-------- Data for processing --------
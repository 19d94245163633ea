//! Player record types
//!
//! This module defines the records produced by the extractor and persisted to
//! the output dataset:
//! - `PlayerRecord` - one ranked player on one listing page
//! - `NationalityRef` - one nationality flag attached to a player
//! - `Field` - logical field names used in diagnostics and layout rules

mod field;
mod player;

pub use field::Field;
pub use player::{NationalityRef, PlayerRecord};

#[cfg(test)]
pub(crate) use player::tests::sample_record;
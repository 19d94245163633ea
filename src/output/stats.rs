//! Statistics generation from a player dataset
//!
//! This module provides functionality for summarising a persisted dataset
//! and printing the summary for the `--stats` mode.

use crate::record::PlayerRecord;
use std::collections::{HashMap, HashSet};

/// Dataset statistics summary
#[derive(Debug, Clone, PartialEq)]
pub struct DatasetStatistics {
    /// Total number of player records
    pub total_players: u64,

    /// Records carrying a parsed market value
    pub with_market_value: u64,

    /// Sum of all parsed market values
    pub total_market_value: u128,

    /// Most valuable player and their value
    pub top_player: Option<(String, u64)>,

    /// Number of distinct clubs
    pub unique_clubs: u64,

    /// Number of distinct nationalities (any position in the list)
    pub unique_nationalities: u64,

    /// Clubs with the most ranked players, descending
    pub top_clubs: Vec<(String, u64)>,
}

impl DatasetStatistics {
    /// Records whose market value could not be parsed
    pub fn missing_market_value(&self) -> u64 {
        self.total_players - self.with_market_value
    }

    /// Mean market value over records that have one
    pub fn average_market_value(&self) -> Option<u64> {
        if self.with_market_value == 0 {
            return None;
        }
        u64::try_from(self.total_market_value / u128::from(self.with_market_value)).ok()
    }
}

/// Number of clubs listed in `top_clubs`
const TOP_CLUBS: usize = 5;

/// Computes statistics over a set of records
pub fn dataset_statistics(records: &[PlayerRecord]) -> DatasetStatistics {
    let mut with_market_value = 0u64;
    let mut total_market_value = 0u128;
    let mut top_player: Option<(String, u64)> = None;
    let mut clubs: HashMap<&str, u64> = HashMap::new();
    let mut nationalities: HashSet<&str> = HashSet::new();

    for record in records {
        if let Some(value) = record.market_value {
            with_market_value += 1;
            total_market_value += u128::from(value);

            // Ties keep the higher ranked player
            if top_player.as_ref().map_or(true, |(_, best)| value > *best) {
                top_player = Some((record.player.clone(), value));
            }
        }

        *clubs.entry(record.club.as_str()).or_insert(0) += 1;
        for nationality in &record.nationalities {
            nationalities.insert(nationality.name.as_str());
        }
    }

    let unique_clubs = clubs.len() as u64;

    let mut top_clubs: Vec<(String, u64)> = clubs
        .into_iter()
        .map(|(club, count)| (club.to_string(), count))
        .collect();
    top_clubs.sort_by(|a, b| b.1.cmp(&a.1).then_with(|| a.0.cmp(&b.0)));
    top_clubs.truncate(TOP_CLUBS);

    DatasetStatistics {
        total_players: records.len() as u64,
        with_market_value,
        total_market_value,
        top_player,
        unique_clubs,
        unique_nationalities: nationalities.len() as u64,
        top_clubs,
    }
}

/// Prints statistics to stdout in a formatted manner
///
/// # Arguments
///
/// * `stats` - The statistics to display
pub fn print_statistics(stats: &DatasetStatistics) {
    println!("=== Dataset Statistics ===\n");

    println!("Overview:");
    println!("  Total players: {}", stats.total_players);
    println!("  Unique clubs: {}", stats.unique_clubs);
    println!("  Unique nationalities: {}", stats.unique_nationalities);
    println!();

    println!("Market Values:");
    let coverage = if stats.total_players > 0 {
        (stats.with_market_value as f64 / stats.total_players as f64) * 100.0
    } else {
        0.0
    };
    println!(
        "  With value: {} ({:.1}%)",
        stats.with_market_value, coverage
    );
    println!("  Missing value: {}", stats.missing_market_value());
    println!("  Total: {}", stats.total_market_value);
    if let Some(average) = stats.average_market_value() {
        println!("  Average: {}", average);
    }
    if let Some((player, value)) = &stats.top_player {
        println!("  Most valuable: {} ({})", player, value);
    }
    println!();

    if !stats.top_clubs.is_empty() {
        println!("Top Clubs ({}):", stats.top_clubs.len());
        for (club, count) in &stats.top_clubs {
            println!("  - {}: {}", club, count);
        }
    }
}
//! Output module for persisting and reading the player dataset
//!
//! This module handles:
//! - Writing the final record collection as a JSON file (atomically)
//! - Reading a dataset back for lookups and statistics
//! - Summarising a dataset for the `--stats` mode

mod dataset;
mod json;
pub mod stats;

pub use dataset::Dataset;
pub use json::{read_dataset, to_json, write_dataset};
pub use stats::{dataset_statistics, print_statistics, DatasetStatistics};

use std::path::PathBuf;
use thiserror::Error;

/// Errors that can occur while persisting or reading the dataset
#[derive(Debug, Error)]
pub enum PersistError {
    #[error("IO error on {}: {source}", path.display())]
    Io {
        path: PathBuf,
        source: std::io::Error,
    },

    #[error("Failed to serialize dataset: {0}")]
    Serialize(#[source] serde_json::Error),

    #[error("Failed to parse dataset {}: {source}", path.display())]
    Deserialize {
        path: PathBuf,
        source: serde_json::Error,
    },
}

/// Result type for output operations
pub type PersistResult<T> = Result<T, PersistError>;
--------
> _Work instruction_
Go through the records above and return each line in which the word "path" occurs.

> _Task response_
use std::path::PathBuf;
    #[error("IO error on {}: {source}", path.display())]
        path: PathBuf,
    #[error("Failed to parse dataset {}: {source}", path.display())]
        path: PathBuf,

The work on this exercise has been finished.